"Carat" or "carat weight" is a measure of how much a diamond weighs and is called ct. One carat actually represents one-fifth of a gram, or 200 mg. The carat can be further divided into 100 "points" and one point equals 0.01 ct. This allows very accurate measurement to two decimal places. The jeweler can thus describe a stone that weighs less than 1 ct, e.g. as 0.25 ct, or 25 points. Carat weights above 1 ct are expressed in carats in two decimal places.
The carat weight of a diamond is closely related to its size, yet it is a different quantity.
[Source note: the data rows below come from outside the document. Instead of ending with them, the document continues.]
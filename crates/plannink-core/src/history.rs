//! 月份鍵與歷史消耗序列

use std::collections::BTreeMap;
use std::fmt;
use std::str::FromStr;

use rust_decimal::Decimal;
use serde::{Deserialize, Serialize};

use crate::PlanningError;

/// 西班牙語月份縮寫（上游 Excel / 預測服務的命名慣例）
const SPANISH_MONTHS: [&str; 12] = [
    "ENE", "FEB", "MAR", "ABR", "MAY", "JUN", "JUL", "AGO", "SEP", "OCT", "NOV", "DIC",
];

/// 月份鍵（某年的某個月）
///
/// 排序必須按 (年, 月) 的時間順序，絕不可用字串排序：
/// "02-2025" 必須排在 "11-2024" 之後。
#[derive(Debug, Clone, Copy, PartialEq, Eq, PartialOrd, Ord, Hash)]
pub struct MonthKey {
    /// 年（先比較年，再比較月）
    pub year: i32,
    /// 月（1-12）
    pub month: u32,
}

impl MonthKey {
    /// 創建新的月份鍵
    pub fn new(year: i32, month: u32) -> crate::Result<Self> {
        if !(1..=12).contains(&month) {
            return Err(PlanningError::InvalidMonthKey(format!(
                "月份超出範圍: {month}"
            )));
        }
        Ok(Self { year, month })
    }

    /// 該月第一天
    pub fn first_day(&self) -> chrono::NaiveDate {
        chrono::NaiveDate::from_ymd_opt(self.year, self.month, 1).expect("月份已驗證")
    }

    /// 上游使用的西班牙語標籤，如 "ENE-2025"
    pub fn label(&self) -> String {
        format!("{}-{}", SPANISH_MONTHS[(self.month - 1) as usize], self.year)
    }

    /// 下一個月
    pub fn next(&self) -> Self {
        if self.month == 12 {
            Self {
                year: self.year + 1,
                month: 1,
            }
        } else {
            Self {
                year: self.year,
                month: self.month + 1,
            }
        }
    }
}

impl FromStr for MonthKey {
    type Err = PlanningError;

    /// 接受 "MM-YYYY"、"ENE-2025" 與舊格式 "ENE_2025"
    fn from_str(s: &str) -> crate::Result<Self> {
        let normalized = s.trim().replace('_', "-");
        let (mes, anio) = normalized
            .split_once('-')
            .ok_or_else(|| PlanningError::InvalidMonthKey(s.to_string()))?;

        let year: i32 = anio
            .trim()
            .parse()
            .map_err(|_| PlanningError::InvalidMonthKey(s.to_string()))?;

        let mes = mes.trim().to_uppercase();
        if let Ok(month) = mes.parse::<u32>() {
            return Self::new(year, month);
        }

        let month = SPANISH_MONTHS
            .iter()
            .position(|abr| *abr == mes)
            .ok_or_else(|| PlanningError::InvalidMonthKey(s.to_string()))?;

        Self::new(year, month as u32 + 1)
    }
}

impl fmt::Display for MonthKey {
    fn fmt(&self, f: &mut fmt::Formatter<'_>) -> fmt::Result {
        write!(f, "{}", self.label())
    }
}

impl Serialize for MonthKey {
    fn serialize<S: serde::Serializer>(&self, serializer: S) -> std::result::Result<S::Ok, S::Error> {
        serializer.serialize_str(&self.label())
    }
}

impl<'de> Deserialize<'de> for MonthKey {
    fn deserialize<D: serde::Deserializer<'de>>(deserializer: D) -> std::result::Result<Self, D::Error> {
        let s = String::deserialize(deserializer)?;
        s.parse().map_err(serde::de::Error::custom)
    }
}

/// 月度歷史消耗序列（按時間順序）
///
/// 介面格式是月份鍵直接對數量的物件（`{"ENE-2024": 200, ...}`）。
#[derive(Debug, Clone, Default, Serialize, Deserialize)]
#[serde(transparent)]
pub struct ConsumptionHistory {
    entries: BTreeMap<MonthKey, Decimal>,
}

impl ConsumptionHistory {
    /// 創建空的歷史序列
    pub fn new() -> Self {
        Self::default()
    }

    /// 從 (鍵, 數量) 序列創建，鍵解析失敗即回報錯誤
    pub fn from_labeled<I, S>(entries: I) -> crate::Result<Self>
    where
        I: IntoIterator<Item = (S, Decimal)>,
        S: AsRef<str>,
    {
        let mut history = Self::new();
        for (key, qty) in entries {
            history.insert(key.as_ref().parse()?, qty);
        }
        Ok(history)
    }

    /// 寫入某月的消耗量
    pub fn insert(&mut self, key: MonthKey, quantity: Decimal) {
        self.entries.insert(key, quantity);
    }

    /// 資料點數量
    pub fn len(&self) -> usize {
        self.entries.len()
    }

    /// 是否為空
    pub fn is_empty(&self) -> bool {
        self.entries.is_empty()
    }

    /// 按時間順序迭代
    pub fn iter(&self) -> impl Iterator<Item = (&MonthKey, &Decimal)> {
        self.entries.iter()
    }

    /// 按時間順序的消耗量
    pub fn values(&self) -> Vec<Decimal> {
        self.entries.values().copied().collect()
    }

    /// 最近 n 個月的消耗量（由舊到新）
    pub fn last_n(&self, n: usize) -> Vec<Decimal> {
        let values = self.values();
        let start = values.len().saturating_sub(n);
        values[start..].to_vec()
    }

    /// 指定日曆月（跨年份）的歷史值，用於同月加權
    pub fn values_for_month(&self, month: u32) -> Vec<Decimal> {
        self.entries
            .iter()
            .filter(|(key, _)| key.month == month)
            .map(|(_, qty)| *qty)
            .collect()
    }

    /// 平均月消耗
    pub fn mean(&self) -> Decimal {
        if self.entries.is_empty() {
            return Decimal::ZERO;
        }
        let total: Decimal = self.entries.values().copied().sum();
        total / Decimal::from(self.entries.len())
    }
}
In addition, there are other aspects that can affect the size of the stone that can be seen by the eye, the most important of which are the cut and the shape. If you look at the stone only with the naked eye, your impression will be affected first by its proportions rather than the carat weight itself.
How a diamond looks is affected by its shape. For example, coated designs (marquise, oval) optically enlarge the diamond. Nevertheless, two stones of the same shape and carat weight may differ in other proportions. The depth and dimensions of the board must also be taken into account. The depth given in % expresses the ratio between the total depth of the stone and its diameter. Deep-cut stone has a larger proportion of the total carat weight hidden in the depth of the pavilion (thus it has a higher depth), which leads to a smaller diameter than with a perfectly cut diamond. The diamond with the lowest depth will look bigger. The appearance of a diamond and its size are, in addition, also influenced by the setting of the stone in the jewelry.